Wikileaks revela manual da CIA para assassinatos políticos

21.12.2014 - Prensa Latina

Wikileaks revela manual da CIA para assassinatos políticos
(Crédito da Imagem: Prensa Latina)

Washington, 21 dez (Prensa Latina) Um manual secreto da Agência Central de Inteligência (CIA) que define o assassinato político como forma de limitar a ação de grupos insurgentes circula hoje na Internet, após ter sido revelado pelo site Wikileaks.

O relatório secreto da agência de espionagem estadounidense analisa diversas operações de assassinato em vários países, principalmente contra líderes afegãos do taliban, do grupo terrorista Al Qaeda, e das Forças Armadas Revolucionárias de Colômbia (FARC).

Também aparecem como possíveis pontos de ataque dirigentes do grupo libanês Hezbollah, a Organização de Libertação de Palestina (OLP), Hamas, o grupo guerrilheiro peruano Sendero Luminoso, Os Tigres de Libertação do Tamil Eelam (LTTE), o Exército Republicano Irlandês (IRA) e a Frente de Libertação Nacional de Argélia (FLN).

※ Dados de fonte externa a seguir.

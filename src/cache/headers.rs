//! Cache-related HTTP header parsing.
//!
//! Timestamps are whole seconds since the UNIX epoch. `max_age` is always a
//! duration computed from two timestamps on the same basis: the response
//! `Date` when the server sent one, otherwise the local clock for both.

use chrono::{DateTime, NaiveDateTime};
use once_cell::sync::Lazy;
use regex::Regex;
use reqwest::header::{HeaderMap, CACHE_CONTROL, DATE, ETAG, EXPIRES, LAST_MODIFIED};

/// Used when a response carries no freshness information at all.
pub const FALLBACK_MAX_AGE: f64 = 60.0;
/// Cap on the max-age guessed from `Last-Modified`.
pub const MAX_HEURISTIC_AGE: f64 = 24.0 * 60.0 * 60.0;

static MAX_AGE_DIRECTIVE: Lazy<Regex> =
    Lazy::new(|| Regex::new(r"(?i)(?:^|[^-\w])max-age\W*=\W*(\d+)").expect("valid regex"));

/// Parse an HTTP date (IMF-fixdate, RFC 850 or asctime).
pub fn parse_http_date(value: &str) -> Option<i64> {
    let value = value.trim();
    if let Ok(dt) = DateTime::parse_from_rfc2822(value) {
        return Some(dt.timestamp());
    }
    ["%A, %d-%b-%y %H:%M:%S GMT", "%a %b %e %H:%M:%S %Y"]
        .iter()
        .find_map(|fmt| NaiveDateTime::parse_from_str(value, fmt).ok())
        .map(|dt| dt.and_utc().timestamp())
}

/// Format a timestamp as an IMF-fixdate for `If-Modified-Since`.
pub fn format_http_date(timestamp: i64) -> Option<String> {
    DateTime::from_timestamp(timestamp, 0)
        .map(|dt| dt.format("%a, %d %b %Y %H:%M:%S GMT").to_string())
}

fn header_str<'a>(headers: &'a HeaderMap, name: impl reqwest::header::AsHeaderName) -> Option<&'a str> {
    headers.get(name).and_then(|v| v.to_str().ok())
}

pub fn last_modified_from_headers(headers: &HeaderMap) -> Option<i64> {
    header_str(headers, LAST_MODIFIED).and_then(parse_http_date)
}

pub fn etag_from_headers(headers: &HeaderMap) -> Option<String> {
    header_str(headers, ETAG)
        .map(str::trim)
        .filter(|s| !s.is_empty())
        .map(str::to_string)
}

/// The server's idea of "now", falling back to `local_now`.
pub fn server_date(headers: &HeaderMap, local_now: f64) -> f64 {
    header_str(headers, DATE)
        .and_then(parse_http_date)
        .map(|t| t as f64)
        .unwrap_or(local_now)
}

/// Seconds from retrieval during which a response may be reused without
/// revalidation.
///
/// Sources, first usable wins: `Cache-Control: max-age=N`, a bare `max-age`
/// header, `Expires - Date`, a tenth of `Date - Last-Modified` capped at a
/// day, and finally [`FALLBACK_MAX_AGE`]. Malformed values are skipped.
pub fn max_age_from_headers(headers: &HeaderMap, local_now: f64) -> f64 {
    if let Some(secs) = header_str(headers, CACHE_CONTROL)
        .and_then(|cc| MAX_AGE_DIRECTIVE.captures(cc))
        .and_then(|caps| caps.get(1))
        .and_then(|m| m.as_str().parse::<u64>().ok())
    {
        return secs as f64;
    }

    if let Some(secs) = header_str(headers, "max-age").and_then(|v| v.trim().parse::<u64>().ok()) {
        return secs as f64;
    }

    let date = server_date(headers, local_now);

    if let Some(expires) = header_str(headers, EXPIRES).and_then(parse_http_date) {
        return (expires as f64 - date).max(0.0);
    }

    if let Some(last_modified) = last_modified_from_headers(headers) {
        return ((date - last_modified as f64) / 10.0).clamp(0.0, MAX_HEURISTIC_AGE);
    }

    FALLBACK_MAX_AGE
}
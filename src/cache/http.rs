use super::headers::format_http_date;
use super::CacheError;
use crate::settings::Settings;
use reqwest::blocking::Client;
use reqwest::header::{HeaderMap, IF_MODIFIED_SINCE, IF_NONE_MATCH};
use std::time::Duration;

/// The parts of an HTTP response the cache consumes.
#[derive(Debug, Clone, Default)]
pub struct HttpResponse {
    pub status: u16,
    pub headers: HeaderMap,
    pub body: Vec<u8>,
}

impl HttpResponse {
    pub fn is_success(&self) -> bool {
        (200..300).contains(&self.status)
    }

    pub fn is_not_modified(&self) -> bool {
        self.status == 304
    }
}

/// Validators sent with a revalidation request.
#[derive(Debug, Clone, Default, PartialEq)]
pub struct Validators {
    pub etag: Option<String>,
    pub last_modified: Option<i64>,
}

/// Synchronous HTTP access used by the image cache.
///
/// `get` fails for non-success statuses; `head` returns whatever status the
/// server answered with so the caller can tell `304` apart.
pub trait HttpClient: Send + Sync {
    fn get(&self, url: &str) -> Result<HttpResponse, CacheError>;
    fn head(&self, url: &str, validators: &Validators) -> Result<HttpResponse, CacheError>;
}

/// [`HttpClient`] backed by `reqwest`'s blocking client.
pub struct ReqwestClient {
    client: Client,
}

impl ReqwestClient {
    pub fn new(timeout: Duration, user_agent: &str) -> Result<Self, CacheError> {
        let client = Client::builder()
            .timeout(timeout)
            .user_agent(user_agent.to_string())
            .build()
            .map_err(|source| CacheError::Transport {
                url: String::new(),
                source,
            })?;
        Ok(Self { client })
    }

    pub fn from_settings(settings: &Settings) -> Result<Self, CacheError> {
        Self::new(
            Duration::from_secs(settings.http_timeout_secs),
            &settings.user_agent,
        )
    }
}

fn transport(url: &str) -> impl FnOnce(reqwest::Error) -> CacheError + '_ {
    move |source| CacheError::Transport {
        url: url.to_string(),
        source,
    }
}

impl HttpClient for ReqwestClient {
    fn get(&self, url: &str) -> Result<HttpResponse, CacheError> {
        let resp = self.client.get(url).send().map_err(transport(url))?;
        let status = resp.status().as_u16();
        if !resp.status().is_success() {
            return Err(CacheError::Http {
                url: url.to_string(),
                status,
            });
        }
        let headers = resp.headers().clone();
        let body = resp.bytes().map_err(transport(url))?.to_vec();
        tracing::debug!(url, status, bytes = body.len(), "fetched image");
        Ok(HttpResponse {
            status,
            headers,
            body,
        })
    }

    fn head(&self, url: &str, validators: &Validators) -> Result<HttpResponse, CacheError> {
        let mut req = self.client.head(url);
        if let Some(etag) = &validators.etag {
            req = req.header(IF_NONE_MATCH, etag.as_str());
        }
        if let Some(lm) = validators.last_modified.and_then(format_http_date) {
            req = req.header(IF_MODIFIED_SINCE, lm);
        }
        let resp = req.send().map_err(transport(url))?;
        let status = resp.status().as_u16();
        tracing::debug!(url, status, "revalidated image");
        Ok(HttpResponse {
            status,
            headers: resp.headers().clone(),
            body: Vec::new(),
        })
    }
}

A publicação do Wikileaks chegou às redes sociais apenas dez dias depois que o Comitê de Inteligência do Senado estadounidense tornasse público um controverso relatório secreto sobre o emprego da tortura em suas formas mais brutais contra prisioneiros supostamente vinculados a ações terroristas.

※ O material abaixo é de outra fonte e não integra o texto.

use criterion::{criterion_group, criterion_main, Criterion};
use image::{DynamicImage, RgbaImage};
use std::sync::Arc;
use ting_sdk::cache::{CacheError, HttpClient, HttpResponse, ImageCache, Validators};
use ting_sdk::clock::ManualClock;

struct NoNetwork;

impl HttpClient for NoNetwork {
    fn get(&self, url: &str) -> Result<HttpResponse, CacheError> {
        Err(CacheError::Http {
            url: url.to_string(),
            status: 503,
        })
    }

    fn head(&self, url: &str, _validators: &Validators) -> Result<HttpResponse, CacheError> {
        self.get(url)
    }
}

fn bench_eviction(c: &mut Criterion) {
    let dir = tempfile::tempdir().unwrap();
    let paths: Vec<String> = (0..64)
        .map(|i| {
            let path = dir.path().join(format!("{i}.png"));
            DynamicImage::ImageRgba8(RgbaImage::new(16, 16)).save(&path).unwrap();
            path.to_string_lossy().into_owned()
        })
        .collect();

    // Room for 16 of the 64 images, so most lookups load and evict.
    let clock = Arc::new(ManualClock::new(0.0));
    let cache = ImageCache::new(16 * 16 * 16 * 4, Arc::new(NoNetwork), clock.clone());
    let mut i = 0usize;
    c.bench_function("load_and_evict_cycle", |b| {
        b.iter(|| {
            clock.advance(1.0);
            cache.get_image(&paths[i % paths.len()]).unwrap();
            i += 1;
        })
    });

    let hot = &paths[0];
    cache.get_image(hot).unwrap();
    c.bench_function("fresh_file_hit", |b| {
        b.iter(|| cache.get_image(hot).unwrap())
    });
}

criterion_group!(benches, bench_eviction);
criterion_main!(benches);
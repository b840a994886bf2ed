use httpmock::prelude::*;
use httpmock::Method::HEAD;
use image::{DynamicImage, RgbaImage};
use std::io::Cursor;
use std::sync::Arc;
use std::time::Duration;
use ting_sdk::cache::{CacheError, HttpClient, ImageCache, ReqwestClient, Validators};
use ting_sdk::clock::ManualClock;

fn png(w: u32, h: u32) -> Vec<u8> {
    let mut out = Cursor::new(Vec::new());
    DynamicImage::ImageRgba8(RgbaImage::new(w, h))
        .write_to(&mut out, image::ImageOutputFormat::Png)
        .unwrap();
    out.into_inner()
}

fn client() -> ReqwestClient {
    ReqwestClient::new(Duration::from_secs(5), "ting_sdk-tests").unwrap()
}

#[test]
fn get_returns_body_and_cache_headers() {
    let server = MockServer::start();
    let body = png(3, 2);
    let m = server.mock(|when, then| {
        when.method(GET).path("/logo.png");
        then.status(200)
            .header("etag", "\"abc\"")
            .header("cache-control", "max-age=120")
            .body(&body);
    });

    let resp = client().get(&server.url("/logo.png")).unwrap();
    m.assert();
    assert_eq!(resp.status, 200);
    assert_eq!(resp.body, body);
    assert_eq!(
        ting_sdk::cache::headers::etag_from_headers(&resp.headers).as_deref(),
        Some("\"abc\"")
    );
}

#[test]
fn get_error_status_is_reported() {
    let server = MockServer::start();
    server.mock(|when, then| {
        when.method(GET).path("/gone.png");
        then.status(404);
    });
    let err = client().get(&server.url("/gone.png")).unwrap_err();
    assert!(matches!(err, CacheError::Http { status: 404, .. }));
}

#[test]
fn head_sends_conditional_validators() {
    let server = MockServer::start();
    let m = server.mock(|when, then| {
        when.method(HEAD)
            .path("/logo.png")
            .header("if-none-match", "\"abc\"")
            .header("if-modified-since", "Sun, 06 Nov 1994 08:49:37 GMT");
        then.status(304);
    });
    let validators = Validators {
        etag: Some("\"abc\"".into()),
        last_modified: Some(784111777),
    };
    let resp = client().head(&server.url("/logo.png"), &validators).unwrap();
    m.assert();
    assert!(resp.is_not_modified());
}

#[test]
fn unreachable_host_is_a_transport_error() {
    let err = client()
        .get("http://127.0.0.1:1/logo.png")
        .unwrap_err();
    assert!(matches!(err, CacheError::Transport { .. }));
}

#[test]
fn cache_revalidates_against_a_real_server() {
    let server = MockServer::start();
    let body = png(4, 4);
    let get = server.mock(|when, then| {
        when.method(GET).path("/logo.png");
        then.status(200)
            .header("etag", "\"v1\"")
            .header("cache-control", "max-age=0")
            .body(&body);
    });
    let head = server.mock(|when, then| {
        when.method(HEAD)
            .path("/logo.png")
            .header("if-none-match", "\"v1\"");
        then.status(304);
    });

    let clock = Arc::new(ManualClock::new(1_000.0));
    let cache = ImageCache::new(1 << 20, Arc::new(client()), clock.clone());
    let url = server.url("/logo.png");

    let first = cache.get_image(&url).unwrap();
    clock.advance(1.0);
    let second = cache.get_image(&url).unwrap();

    assert!(first.ptr_eq(&second));
    get.assert_hits(1);
    head.assert_hits(1);
}
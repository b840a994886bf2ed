use anyhow::anyhow;
use std::cell::Cell;
use std::rc::Rc;
use std::sync::Arc;
use std::time::Duration;
use ting_sdk::button::{ActionKind, ButtonState, Buttons, DEFAULT_HOLD_TIME};
use ting_sdk::clock::{Clock, ManualClock};
use ting_sdk::run_loop::{LoopConfig, RunLoop};

fn fast_loop() -> RunLoop {
    RunLoop::with_config(LoopConfig {
        idle_slice: Duration::from_millis(5),
        wait_quantum: Duration::from_millis(1),
        fault_pause: Duration::ZERO,
    })
}

fn counter() -> (Rc<Cell<u32>>, impl FnMut() -> anyhow::Result<()>) {
    let count = Rc::new(Cell::new(0));
    let inner = count.clone();
    (count, move || {
        inner.set(inner.get() + 1);
        Ok(())
    })
}

#[test]
fn buttons_are_named_in_index_order() {
    let buttons = Buttons::new(DEFAULT_HOLD_TIME, Arc::new(ManualClock::new(0.0)));
    assert!(std::ptr::eq(buttons.by_index(0).unwrap(), buttons.left()));
    assert!(std::ptr::eq(buttons.by_index(1).unwrap(), buttons.midleft()));
    assert!(std::ptr::eq(buttons.by_index(2).unwrap(), buttons.midright()));
    assert!(std::ptr::eq(buttons.by_index(3).unwrap(), buttons.right()));
    assert!(std::ptr::eq(buttons.get("RIGHT").unwrap(), buttons.right()));
    assert!(buttons.get("middle").is_none());
    assert!(buttons.by_index(4).is_none());
}

#[test]
fn edge_sink_stamps_with_clock_and_works_across_threads() {
    let clock = Arc::new(ManualClock::new(5.0));
    let buttons = Buttons::new(DEFAULT_HOLD_TIME, clock.clone());
    let sink = buttons.edge_sink();

    let worker_clock = clock.clone();
    std::thread::spawn(move || {
        sink.button_callback(1, ButtonState::Down);
        worker_clock.advance(0.25);
        sink.button_callback(1, ButtonState::Up);
        sink.button_callback(9, ButtonState::Down);
    })
    .join()
    .unwrap();

    let midleft = buttons.midleft();
    midleft.process_events(clock.now());
    let actions = midleft.actions();
    let kinds: Vec<ActionKind> = actions.iter().map(|a| a.kind).collect();
    assert_eq!(kinds, vec![ActionKind::Down, ActionKind::Up, ActionKind::Press]);
    assert_eq!(actions[0].timestamp, 5.0);
    assert_eq!(actions[1].timestamp, 5.25);
    assert!(buttons.left().actions().is_empty());
}

#[test]
fn installed_buttons_dispatch_from_the_wait_spin() {
    let clock = Arc::new(ManualClock::new(100.0));
    let buttons = Rc::new(Buttons::new(DEFAULT_HOLD_TIME, clock.clone()));
    let rl = fast_loop();
    buttons.install(&rl);

    let (presses, on_press) = counter();
    buttons.midright().on_press(on_press);
    let (holds, on_hold) = counter();
    buttons.left().on_hold(on_hold);
    let (ups, on_up) = counter();
    buttons.left().on_up(on_up);

    let sink = buttons.edge_sink();
    sink.button_callback(2, ButtonState::Down);
    sink.button_callback(0, ButtonState::Down);
    clock.advance(0.3);
    sink.button_callback(2, ButtonState::Up);
    clock.advance(1.0);

    rl.after(Duration::from_millis(20), |rl| {
        rl.stop();
        Ok(())
    });
    rl.run();

    assert_eq!(presses.get(), 1);
    assert_eq!(holds.get(), 1);
    assert_eq!(ups.get(), 0);
}

#[test]
fn failing_button_callback_is_reported_once() {
    let clock = Arc::new(ManualClock::new(0.0));
    let buttons = Rc::new(Buttons::new(DEFAULT_HOLD_TIME, clock.clone()));
    let rl = fast_loop();
    buttons.install(&rl);

    let (faults, mut on_fault) = counter();
    rl.set_fault_hook(move |_| {
        let _ = on_fault();
    });
    buttons.right().on_down(|| Err(anyhow!("no handler for right")));

    buttons.right().add_event(ButtonState::Down, None);
    rl.after(Duration::from_millis(10), |rl| {
        rl.stop();
        Ok(())
    });
    rl.run();

    assert_eq!(faults.get(), 1);
}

O manual revelado pelo Wikileaks data de 7 de julho de 2009, seis meses depois de Leon Panetta assumir a direção da CIA e pouco depois de que o agente John Kiriakou -atualmente em prisão- denunciasse pela primeira vez a prática de crueis torturas por parte de oficiais interrogadores.

Segundo o Wikileaks, o relatório da CIA inclui estudos de casos no Afeganistão (2001-2009), na Argélia (1954-1962), na Colômbia (2002-2009), no Iraque (2004-2009), em Israel (de 1972 até meados dos 90 e dos anos 90 a 2009), no Peru (1980-1999), na Irlanda do Norte (1969-1998) e no Sri Lanka (1983-2009).

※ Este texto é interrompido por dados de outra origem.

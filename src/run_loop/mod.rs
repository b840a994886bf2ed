//! Single-threaded cooperative scheduler.
//!
//! A [`RunLoop`] fires timers at their due times and, while waiting for the
//! next one, spins in small sleeps invoking wait callbacks and draining the
//! deferred call queue. That spin is where input polling and display refresh
//! run; there are no other threads involved. Work from other threads reaches
//! the loop only through a [`DeferredSender`].

mod deferred;
mod fault;
mod timer;

pub use deferred::DeferredSender;
pub use timer::{ActionRef, Timer, TimerHandle};

use crate::callbacks::CallbackList;
use crate::settings::Settings;
use anyhow::{Error, Result};
use deferred::DeferredQueue;
use fault::{guarded, FaultPolicy};
use std::cell::{Cell, RefCell};
use std::time::{Duration, Instant};
use timer::TimerQueue;

#[derive(Debug, thiserror::Error)]
pub enum RunLoopError {
    #[error("no timer is scheduled for that action")]
    TimerNotFound,
    #[error("run loop has been dropped")]
    LoopGone,
}

/// Timing knobs for the wait spin and fault recovery.
#[derive(Debug, Clone, Copy, PartialEq)]
pub struct LoopConfig {
    /// How long to wait per cycle when no timer is scheduled.
    pub idle_slice: Duration,
    /// Sleep between wait-callback invocations.
    pub wait_quantum: Duration,
    /// Pause after a fault before scheduling resumes.
    pub fault_pause: Duration,
}

impl Default for LoopConfig {
    fn default() -> Self {
        Self {
            idle_slice: Duration::from_millis(100),
            wait_quantum: Duration::from_millis(1),
            fault_pause: Duration::from_millis(500),
        }
    }
}

impl From<&Settings> for LoopConfig {
    fn from(settings: &Settings) -> Self {
        Self {
            idle_slice: Duration::from_millis(settings.idle_slice_ms),
            wait_quantum: Duration::from_millis(settings.wait_quantum_ms),
            fault_pause: Duration::from_millis(settings.fault_pause_ms),
        }
    }
}

pub struct RunLoop {
    config: LoopConfig,
    queue: RefCell<TimerQueue>,
    current: RefCell<Option<TimerHandle>>,
    running: Cell<bool>,
    wait_callbacks: CallbackList,
    before_action_callbacks: CallbackList,
    after_action_callbacks: CallbackList,
    deferred: DeferredQueue,
    fault: FaultPolicy,
}

impl Default for RunLoop {
    fn default() -> Self {
        Self::new()
    }
}

impl RunLoop {
    pub fn new() -> Self {
        Self::with_config(LoopConfig::default())
    }

    pub fn with_config(config: LoopConfig) -> Self {
        Self {
            config,
            queue: RefCell::new(TimerQueue::default()),
            current: RefCell::new(None),
            running: Cell::new(false),
            wait_callbacks: CallbackList::new(),
            before_action_callbacks: CallbackList::new(),
            after_action_callbacks: CallbackList::new(),
            deferred: DeferredQueue::default(),
            fault: FaultPolicy::new(config.fault_pause),
        }
    }

    pub fn config(&self) -> LoopConfig {
        self.config
    }

    /// Create a nested loop for modal work started from inside a timer
    /// action.
    ///
    /// The child copies this loop's callback registrations, shares its
    /// deferred queue and fault hook, and carries over background timers.
    /// Running the child blocks the caller until the child is stopped.
    pub fn spawn_child(&self) -> RunLoop {
        let child = RunLoop {
            config: self.config,
            queue: RefCell::new(TimerQueue::default()),
            current: RefCell::new(None),
            running: Cell::new(false),
            wait_callbacks: self.wait_callbacks.clone(),
            before_action_callbacks: self.before_action_callbacks.clone(),
            after_action_callbacks: self.after_action_callbacks.clone(),
            deferred: self.deferred.clone(),
            fault: self.fault.clone(),
        };
        {
            let mut queue = child.queue.borrow_mut();
            for (timer, due) in self.queue.borrow().background_timers() {
                queue.push(timer, due);
            }
        }
        child
    }

    /// Queue `timer`. A timer that has never fired is due now when repeating,
    /// or after one period when it is a one-shot.
    pub fn schedule(&self, timer: &TimerHandle) {
        let due = match timer.next_fire_time() {
            Some(due) => due,
            None => {
                let now = Instant::now();
                let due = if timer.is_repeating() {
                    now
                } else {
                    now + timer.period()
                };
                timer.set_next_fire_time(due);
                due
            }
        };
        self.queue.borrow_mut().push(timer.clone(), due);
    }

    pub fn create_timer(&self, action: &ActionRef, period: Duration, repeating: bool) -> TimerHandle {
        let timer = Timer::new(action.clone(), period, repeating);
        self.schedule(&timer);
        timer
    }

    /// Run `f` now and then every `period`.
    pub fn every<F>(&self, period: Duration, f: F) -> TimerHandle
    where
        F: FnMut(&RunLoop) -> Result<()> + 'static,
    {
        self.create_timer(&ActionRef::new(f), period, true)
    }

    /// Like [`RunLoop::every`], but the timer keeps firing inside nested
    /// loops.
    pub fn every_background<F>(&self, period: Duration, f: F) -> TimerHandle
    where
        F: FnMut(&RunLoop) -> Result<()> + 'static,
    {
        let timer = Timer::new(ActionRef::new(f), period, true).background();
        self.schedule(&timer);
        timer
    }

    /// Run `f` once after `delay`.
    pub fn after<F>(&self, delay: Duration, f: F) -> TimerHandle
    where
        F: FnMut(&RunLoop) -> Result<()> + 'static,
    {
        self.create_timer(&ActionRef::new(f), delay, false)
    }

    /// Unschedule every timer running `action`.
    ///
    /// Called from inside that action, the executing timer is made
    /// non-repeating so it is not put back after this run.
    pub fn remove(&self, action: &ActionRef) -> Result<(), RunLoopError> {
        let removed = self.queue.borrow_mut().remove_action(action);
        let current = self
            .current
            .borrow()
            .as_ref()
            .filter(|timer| timer.action().ptr_eq(action))
            .cloned();
        if let Some(timer) = &current {
            timer.set_repeating(false);
        }
        if removed == 0 && current.is_none() {
            return Err(RunLoopError::TimerNotFound);
        }
        tracing::debug!(removed, self_cancel = current.is_some(), "removed timer action");
        Ok(())
    }

    /// The action of the timer currently executing, if any.
    pub fn current_action(&self) -> Option<ActionRef> {
        self.current.borrow().as_ref().map(|t| t.action().clone())
    }

    pub fn pending_timers(&self) -> usize {
        self.queue.borrow().len()
    }

    pub fn is_scheduled(&self, timer: &TimerHandle) -> bool {
        self.queue.borrow().contains(timer)
    }

    pub fn add_wait_callback<F>(&self, callback: F)
    where
        F: FnMut() -> Result<()> + 'static,
    {
        self.wait_callbacks.add(callback);
    }

    pub fn add_before_action_callback<F>(&self, callback: F)
    where
        F: FnMut() -> Result<()> + 'static,
    {
        self.before_action_callbacks.add(callback);
    }

    pub fn add_after_action_callback<F>(&self, callback: F)
    where
        F: FnMut() -> Result<()> + 'static,
    {
        self.after_action_callbacks.add(callback);
    }

    /// Replace the hook told about every fault, e.g. to draw an error screen.
    pub fn set_fault_hook<F>(&self, hook: F)
    where
        F: FnMut(&Error) + 'static,
    {
        self.fault.set_hook(Box::new(hook));
    }

    pub fn deferred_sender(&self) -> DeferredSender {
        self.deferred.sender()
    }

    pub fn is_running(&self) -> bool {
        self.running.get()
    }

    /// Ask the loop to exit once the current cycle completes.
    pub fn stop(&self) {
        self.running.set(false);
    }

    /// Fire timers until [`RunLoop::stop`] is called.
    ///
    /// The next timer stays queued while the loop waits for it, so wait
    /// callbacks and deferred calls can still remove or stop it.
    pub fn run(&self) {
        self.running.set(true);
        tracing::debug!(timers = self.pending_timers(), "run loop started");
        while self.running.get() {
            let cycle_start = Instant::now();
            let next_due = self.queue.borrow().peek_due();
            let Some(due) = next_due else {
                self.wait_until(cycle_start + self.config.idle_slice);
                continue;
            };
            self.wait_until(due);

            // The queue may have changed during the wait; take whatever is
            // due now, or go round again.
            let next = self.queue.borrow_mut().pop_due(Instant::now());
            let Some((timer, queued_due)) = next else {
                continue;
            };
            if !timer.is_active() {
                tracing::trace!("dropping stopped timer");
                continue;
            }
            // A nested loop may have fired a shared background timer and
            // moved it later; requeue under its current time.
            if let Some(actual) = timer.next_fire_time().filter(|t| *t > queued_due) {
                self.queue.borrow_mut().push(timer, actual);
                continue;
            }
            self.fire(timer, cycle_start);
        }
        tracing::debug!("run loop stopped");
    }

    fn fire(&self, timer: TimerHandle, cycle_start: Instant) {
        if let Err(err) = guarded(|| self.before_action_callbacks.invoke()) {
            self.fault.handle("before-action callback", err);
        }

        if timer.is_active() {
            *self.current.borrow_mut() = Some(timer.clone());
            let result = guarded(|| timer.action().call(self));
            *self.current.borrow_mut() = None;
            if let Err(err) = result {
                self.fault.handle("timer action", err);
            }
        }

        if let Err(err) = guarded(|| self.after_action_callbacks.invoke()) {
            self.fault.handle("after-action callback", err);
        }

        if timer.is_repeating() && timer.is_active() {
            // Next period counts from the cycle start, not from now.
            let due = cycle_start + timer.period();
            timer.set_next_fire_time(due);
            self.queue.borrow_mut().push(timer, due);
        }
    }

    /// Spin until `deadline`, invoking the wait hooks at least once.
    fn wait_until(&self, deadline: Instant) {
        self.spin_once();
        loop {
            let now = Instant::now();
            if now >= deadline {
                break;
            }
            std::thread::sleep(self.config.wait_quantum.min(deadline - now));
            self.spin_once();
        }
    }

    fn spin_once(&self) {
        for call in self.deferred.take_all() {
            if let Err(err) = guarded(|| call(self)) {
                self.fault.handle("deferred call", err);
            }
        }
        if let Err(err) = guarded(|| self.wait_callbacks.invoke()) {
            self.fault.handle("wait callback", err);
        }
    }
}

As operações descritas no plano da CIA incluem: assassinatos políticos, sequestros, remoção de lideranças, neutralização e marginalização de dirigentes guerrilheiros.

Ademais, encontram-se evidências sobre a participação da CIA na luta contra as guerrilhas na Colômbia durante o mandato de Álvaro Uribe, através de ataques a objetivos de alto valor combinando operações militares e de informação e programas para provocar e tratar desertores.